- Title: BELGIUM: MERCENARY LEADER JEAN SCHRAMME INTERVIEWED IN BRUGES
- Date: 29th April 1968
- Summary: BRUGES; SCHRAMME'S HOME; SCHRAMME INTERVIEWED (FRENCH SOF); SCHRAMME WITH CHILDREN. Initials GHB/VS/RM/EEH Script is copyright Reuters Limited. All rights reserved
- Embargoed: 14th May 1968 13:00
- Keywords:
- Location: BRUGES, BELGIUM
- Country: Belgium
- Reuters ID: LVA7N6Z4OGPKZNWCYCWNHNC0DFN4
- Story Text: Belgian mercenary leader Jean "Black Jack" Schramme disclosed in a recent interview that white mercenaries had planned to seize Katanga, the Congo's extremely rich southern province. Schramme and his small army of about 120 mercenaries - remnant of the mercenary groups who led an anti-government revolt in the Congo's eastern provinces last summer, had been flown home after a long interment in Rwanda.

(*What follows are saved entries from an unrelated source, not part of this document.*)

#[cfg(test)]
mod tests {
    use super::*;
    use crate::config::WeightingConfig;
    use crate::corpus::Record;

    fn engine() -> RankingEngine {
        let records = vec![
            Record::from_pairs([
                ("question", "how to install python"),
                ("text", "python install guide"),
                ("course", "A"),
            ]),
            Record::from_pairs([
                ("question", "java environment"),
                ("text", "java setup tutorial"),
                ("course", "B"),
            ]),
            Record::from_pairs([
                ("question", "python notebooks"),
                ("text", "jupyter tutorial for python"),
                ("course", "A"),
            ]),
        ];
        let fields = vec!["question".to_string(), "text".to_string()];
        let index = CorpusIndex::build(records, &fields, &WeightingConfig::default()).unwrap();
        let config = FactorizationConfig {
            seed: Some(42),
            default_rank: 2,
            ..Default::default()
        };
        RankingEngine::new(Arc::new(index), config)
    }

    #[test]
    fn test_lexical_ranking() {
        let engine = engine();
        let hits = engine
            .search_lexical("install python", 3, &Boosts::new(), &Filters::new())
            .unwrap();
        assert_eq!(hits.len(), 3);
        assert_eq!(hits[0].doc_index, 0);
        assert_eq!(hits[1].doc_index, 2);
        assert_eq!(hits[2].score, 0.0);
    }

    #[test]
    fn test_zero_boost_removes_field() {
        let engine = engine();
        let mut boost = Boosts::new();
        boost.insert("question".to_string(), 0.0);
        let boosted = engine
            .search_lexical("python", 3, &boost, &Filters::new())
            .unwrap();

        let text_only = {
            let text = engine.index().field("text").unwrap();
            let q = text.transform("python").unwrap();
            let (q_row, q_norm) = (q.as_row(), q.as_row().norm());
            (0..3)
                .map(|i| cosine_sparse(&text.matrix().row(i), text.row_norms()[i], &q_row, q_norm))
                .collect::<Vec<_>>()
        };
        for hit in boosted {
            assert!((hit.score - text_only[hit.doc_index]).abs() < 1e-12);
        }
    }

    #[test]
    fn test_invalid_boosts() {
        let engine = engine();
        let mut boost = Boosts::new();
        let run = |boost: &Boosts| engine.search_lexical("python", 3, boost, &Filters::new());

        boost.insert("title".to_string(), 2.0);
        assert!(run(&boost).unwrap_err().is_invalid_parameter());

        let mut boost = Boosts::new();
        boost.insert("text".to_string(), -1.0);
        assert!(run(&boost).unwrap_err().is_invalid_parameter());

        boost.insert("text".to_string(), f64::NAN);
        assert!(run(&boost).unwrap_err().is_invalid_parameter());
    }

    #[test]
    fn test_filters_exclude_records() {
        let engine = engine();
        let mut filters = Filters::new();
        filters.insert("course".to_string(), "B".to_string());
        for strategy in [
            Strategy::Lexical,
            Strategy::LinearFactorization,
            Strategy::NonNegativeFactorization,
        ] {
            let mut request = SearchRequest::new(strategy, "install python").with_k(3);
            request.filters = filters.clone();
            let results = engine.search(&request).unwrap();
            assert_eq!(results.doc_indices(), vec![1], "{strategy}");
        }
    }

    #[test]
    fn test_k_zero() {
        let engine = engine();
        for strategy in Strategy::ALL {
            let request = SearchRequest::new(strategy, "python").with_k(0);
            let err = engine.search(&request).unwrap_err();
            assert!(matches!(err, StrataError::InvalidResultCount(0)));
        }
    }

    #[test]
    fn test_latent_strategies() {
        let engine = engine();
        let request = SearchRequest::new(Strategy::LinearFactorization, "python tutorial")
            .with_field("text")
            .with_rank(2)
            .with_k(10);
        let results = engine.search(&request).unwrap();
        assert_eq!(results.total_results, 3);
        assert!(results.hits.windows(2).all(|w| w[0].score >= w[1].score));

        let request = SearchRequest::new(Strategy::NonNegativeFactorization, "python tutorial");
        let results = engine.search(&request).unwrap();
        assert_eq!(results.total_results, 3);
        assert!(results.hits.iter().all(|h| h.score >= 0.0));
    }

    #[test]
    fn test_latent_errors() {
        let engine = engine();
        let err = engine
            .search_svd("python", 3, "section", 2, &Filters::new())
            .unwrap_err();
        assert!(matches!(err, StrataError::UnknownField(_)));

        let err = engine
            .search_nmf("python", 3, "text", 0, &Filters::new())
            .unwrap_err();
        assert!(matches!(err, StrataError::InvalidRank { .. }));
    }

    #[test]
    fn test_embedding_unavailable() {
        let engine = engine();
        assert!(!engine.available_strategies().contains(&Strategy::Embedding));
        assert_eq!(engine.available_strategies().len(), 3);

        let err = engine
            .search(&SearchRequest::new(Strategy::Embedding, "python"))
            .unwrap_err();
        assert!(matches!(err, StrataError::StrategyUnavailable(_)));

        let engine = engine.with_embeddings(Arc::new(EmbeddingStore::uninitialized(None, vec![])));
        assert!(!engine.is_available(Strategy::Embedding));
    }

    #[test]
    fn test_categories_and_defaults() {
        let engine = engine();
        assert_eq!(engine.available_categories("course"), vec!["A", "B"]);
        assert_eq!(engine.default_field(), "text");
        assert!(engine.with_default_field("answer").is_err());
    }
}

Schramme told newsmen that once the mercenaries had taken Katanga, the plan was to establish links with South Africa and Angola and set up a new African government approved by the province's population as a whole.
A long-term resident in the Congo, where he owned an extensive plantation in the eastern part of the country, Schramme was critical of French mercenary leader Bob Denard. He claimed Denard had failed to provide promised and badly needed munitions when Schramme and his band were holed up in Bukavu in a last-ditch stand against the Congolese army. Schramme said the Bukavu operations was intended originally as a diversionary tactic to draw the Congolese attack while other mercenary troops seized Katanga in the south.
Schramme said the mercenaries were fighting in the Congo on behalf of the white Europeans. He said he had no connection with reports of mercenary recruitment in Rhodesia, and also denied that he was in touch in any way with former Congolese President Moise Tshombe.
The interview took place at Colonel Schramme's home in Bruges.